Louise stood and paced the room. "That son of a bitch," she said. She came back and stood over Mary. "Let's suppose someone said I have no sense of humor. Would you agree or disagree?"
"In some things you do. I mean, yes, you have a good sense of humor."
"What do you mean, 'in some things'? What kind of things?"
"Well, if you heard that someone had been killed in an unusual way, like by an exploding cigar, you'd think that was funny."
"That's what I mean," Mary said.
Louise went on laughing. "Oh, Lordy," she said. "Now it's my turn to say something about you." She sat down beside Mary.
"Please," Mary said.
"Just one thing," Louise said.
"You're trembling," Louise said. "I was just going to say-oh, forget it. Listen, do you mind if I sleep on the couch? I'm all in."
"Sure it's okay? You've got a big day tomorrow." She fell back on the sofa and kicked off her shoes. "I was just going to say, you should use some liner on those eyebrows of yours. They sort of disappear and the effect is disconcerting."
Neither of them slept. Louise chain-smoked cigarettes and Mary watched the coals burn down. When it was light enough that they could see each other, Louise got up. "I'll send a student foryou," she said. "Good luck."

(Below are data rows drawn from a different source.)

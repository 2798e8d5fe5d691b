// SPDX-License-Identifier: AGPL-3.0
// Sharesink CLI - Filesystem content provider
//
// `file://` references are document-style. A document with a sibling
// `<name>.exports.json` manifest is virtual: it has no bytes of its own and
// is exported through the files the manifest lists.

use serde::{Deserialize, Serialize};
use sharesink_core::provider::{
    ANY_MIME_TYPE, COLUMN_DISPLAY_NAME, COLUMN_FLAGS, COLUMN_SIZE, FLAG_VIRTUAL_DOCUMENT,
};
use sharesink_core::{
    AppError, ColumnValue, ContentProvider, DestinationStream, DocumentTree, PermissionGrants,
    ProviderRow, ResourceRef, SourceStream,
};
use std::fs::{self, File, OpenOptions};
use std::io::{self, ErrorKind};
use std::path::{Path, PathBuf};

const MANIFEST_SUFFIX: &str = ".exports.json";

#[derive(Debug, Clone, Serialize, Deserialize)]
#[serde(rename_all = "camelCase")]
pub struct ExportManifest {
    /// Declared type of the virtual document itself
    #[serde(default)]
    pub mime_type: Option<String>,
    pub exports: Vec<ExportEntry>,
}

#[derive(Debug, Clone, Serialize, Deserialize)]
#[serde(rename_all = "camelCase")]
pub struct ExportEntry {
    pub mime_type: String,
    /// Relative paths resolve against the manifest's directory
    pub path: PathBuf,
}

/// Convert a path into a `file://` reference
pub fn file_ref(path: &Path) -> ResourceRef {
    let absolute = if path.is_absolute() {
        path.to_path_buf()
    } else {
        std::env::current_dir()
            .map(|cwd| cwd.join(path))
            .unwrap_or_else(|_| path.to_path_buf())
    };
    ResourceRef::new(format!("file://{}", absolute.display()))
}

/// Local path a reference points at
pub fn local_path(resource: &ResourceRef) -> io::Result<PathBuf> {
    match resource.scheme() {
        None | Some("file") => Ok(PathBuf::from(resource.path_part())),
        Some(other) => Err(io::Error::new(
            ErrorKind::NotFound,
            format!("unsupported scheme: {}", other),
        )),
    }
}

fn mime_matches(filter: &str, mime_type: &str) -> bool {
    if filter == ANY_MIME_TYPE {
        return true;
    }
    match filter.strip_suffix("/*") {
        Some(major) => mime_type
            .split_once('/')
            .map(|(m, _)| m.eq_ignore_ascii_case(major))
            .unwrap_or(false),
        None => filter.eq_ignore_ascii_case(mime_type),
    }
}

fn split_file_name(name: &str) -> (&str, &str) {
    if let Some((stem, ext)) = name.rsplit_once('.') {
        if !stem.is_empty() {
            return (stem, ext);
        }
    }
    (name, "")
}

fn sanitize_file_name(name: &str) -> String {
    let file_name = Path::new(name.trim())
        .file_name()
        .and_then(|n| n.to_str())
        .map(str::trim)
        .filter(|n| !n.is_empty() && *n != "." && *n != "..");

    file_name.unwrap_or("shared_file").to_string()
}

fn size_column(len: u64) -> ColumnValue {
    i64::try_from(len)
        .map(ColumnValue::Integer)
        .unwrap_or(ColumnValue::Null)
}

/// Create a new empty file for `name` in `dir`, appending " (n)" to the stem
/// until the name is free. Existing files are never opened.
pub fn create_unique_file(dir: &Path, name: &str) -> io::Result<PathBuf> {
    let base_name = sanitize_file_name(name);
    let (stem, ext) = split_file_name(&base_name);

    for index in 0..1000 {
        let candidate = if index == 0 {
            base_name.clone()
        } else if ext.is_empty() {
            format!("{} ({})", stem, index)
        } else {
            format!("{} ({}).{}", stem, index, ext)
        };

        let path = dir.join(&candidate);
        match OpenOptions::new().write(true).create_new(true).open(&path) {
            Ok(_) => return Ok(path),
            Err(e) if e.kind() == ErrorKind::AlreadyExists => continue,
            Err(e) => return Err(e),
        }
    }

    Err(io::Error::new(
        ErrorKind::AlreadyExists,
        format!("too many filename conflicts for {} in {:?}", base_name, dir),
    ))
}

/// Content provider over the local filesystem
#[derive(Debug, Default, Clone)]
pub struct FsProvider;

impl FsProvider {
    pub fn new() -> Self {
        Self
    }

    fn manifest_path(path: &Path) -> PathBuf {
        let mut name = path.as_os_str().to_os_string();
        name.push(MANIFEST_SUFFIX);
        PathBuf::from(name)
    }

    fn load_manifest(path: &Path) -> io::Result<Option<ExportManifest>> {
        let manifest_path = Self::manifest_path(path);
        if !manifest_path.exists() {
            return Ok(None);
        }

        let content = fs::read_to_string(&manifest_path)?;
        let mut manifest: ExportManifest = serde_json::from_str(&content)
            .map_err(|e| io::Error::new(ErrorKind::InvalidData, e))?;

        let base = manifest_path.parent().unwrap_or(Path::new("."));
        for entry in manifest.exports.iter_mut() {
            if entry.path.is_relative() {
                entry.path = base.join(&entry.path);
            }
        }
        Ok(Some(manifest))
    }
}

impl ContentProvider for FsProvider {
    fn is_document_uri(&self, resource: &ResourceRef) -> bool {
        resource.scheme() == Some("file")
    }

    fn get_type(&self, resource: &ResourceRef) -> Option<String> {
        let path = local_path(resource).ok()?;
        if let Ok(Some(manifest)) = Self::load_manifest(&path) {
            if let Some(declared) = manifest.mime_type {
                return Some(declared);
            }
        }
        mime_guess::from_path(&path).first().map(|m| m.to_string())
    }

    fn query(&self, resource: &ResourceRef, columns: &[&str]) -> io::Result<Option<ProviderRow>> {
        let path = local_path(resource)?;
        let manifest = Self::load_manifest(&path)?;
        let file_meta = fs::metadata(&path).ok().filter(|m| m.is_file());

        if manifest.is_none() && file_meta.is_none() {
            return Ok(None);
        }

        let mut row = ProviderRow::new();
        for column in columns {
            let value = match *column {
                COLUMN_DISPLAY_NAME => path
                    .file_name()
                    .map(|n| ColumnValue::Text(n.to_string_lossy().into_owned()))
                    .unwrap_or(ColumnValue::Null),
                COLUMN_SIZE => match (&manifest, &file_meta) {
                    (None, Some(meta)) => size_column(meta.len()),
                    _ => ColumnValue::Null,
                },
                COLUMN_FLAGS => ColumnValue::Integer(if manifest.is_some() {
                    FLAG_VIRTUAL_DOCUMENT
                } else {
                    0
                }),
                _ => ColumnValue::Null,
            };
            row.insert(column, value);
        }
        Ok(Some(row))
    }

    fn stream_types(&self, resource: &ResourceRef, filter: &str) -> io::Result<Option<Vec<String>>> {
        let path = local_path(resource)?;
        Ok(Self::load_manifest(&path)?.map(|manifest| {
            manifest
                .exports
                .into_iter()
                .map(|e| e.mime_type)
                .filter(|m| mime_matches(filter, m))
                .collect()
        }))
    }

    fn open_typed_stream(
        &self,
        resource: &ResourceRef,
        mime_type: &str,
    ) -> io::Result<Option<SourceStream>> {
        let path = local_path(resource)?;
        let Some(manifest) = Self::load_manifest(&path)? else {
            return Ok(None);
        };

        match manifest.exports.into_iter().find(|e| e.mime_type == mime_type) {
            Some(entry) => Ok(Some(Box::new(File::open(entry.path)?))),
            None => Ok(None),
        }
    }

    fn open_input(&self, resource: &ResourceRef) -> io::Result<SourceStream> {
        let path = local_path(resource)?;
        Ok(Box::new(File::open(path)?))
    }

    fn open_output(&self, resource: &ResourceRef) -> io::Result<DestinationStream> {
        let path = local_path(resource)?;
        Ok(Box::new(File::create(path)?))
    }
}

impl DocumentTree for FsProvider {
    fn create_file(&self, tree: &ResourceRef, _mime_type: &str, display_name: &str) -> Option<ResourceRef> {
        let dir = local_path(tree).ok()?;
        match create_unique_file(&dir, display_name) {
            Ok(path) => Some(file_ref(&path)),
            Err(e) => {
                tracing::warn!("Failed to create {} in {}: {}", display_name, tree, e);
                None
            }
        }
    }
}

impl PermissionGrants for FsProvider {
    fn take_write_grant(&self, location: &ResourceRef) -> Result<(), AppError> {
        let dir = local_path(location)?;
        let meta = fs::metadata(&dir)?;
        if !meta.is_dir() {
            return Err(AppError::InvalidConfig(format!("{} is not a directory", location)));
        }
        if meta.permissions().readonly() {
            return Err(AppError::InvalidConfig(format!("{} is read-only", location)));
        }
        tracing::debug!("Write access confirmed for {}", location);
        Ok(())
    }

    fn release_grant(&self, location: &ResourceRef) -> Result<(), AppError> {
        tracing::debug!("Released {}", location);
        Ok(())
    }
}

The college looked just like colleges are supposed to look. Roger, the student assigned to show Mary around, explained that it was an exact copy of a college in England, right down to the gargoyles and stained-glass windows. It looked so much like a college that moviemakers sometimes used it as a set. Andy Hardy Goes to College had been filmed there, and every fall they had an Andy Hardy Goes to College Day, with raccoon coats and goldfish-swallowing contests.
Above the door of the Founder's Building was a Latin motto that, roughly translated, meant "God helps those who help themselves." As Roger recited the names of illustrious graduates Mary was struck by the extent to which they had taken this precept to heart. They had helped themselves to railroads, mines, armies, and states, to empires of finance with outposts all over the world.
Roger took Mary to the chapel and showed her a plaque bearing the names of all the alumni who had been killed in battle, going back to the Civil War. There weren't many names. Here too, apparently, the graduates had helped themselves. "Oh yes," Roger said as they were leaving, "I forgot to tell you. The communion rail comes from some church in Europe where Charlemagne used to go."
They went to the gymnasium, and the two hockey rinks, and the libraiy, where Mary inspected the card catalog as if she'd turn down this job if they didn't have the right books. "We have a little more time," Roger said as they went outside. "Would you like to see the power plant?"
Mary wanted to keep busy until the last minute, so she agreed.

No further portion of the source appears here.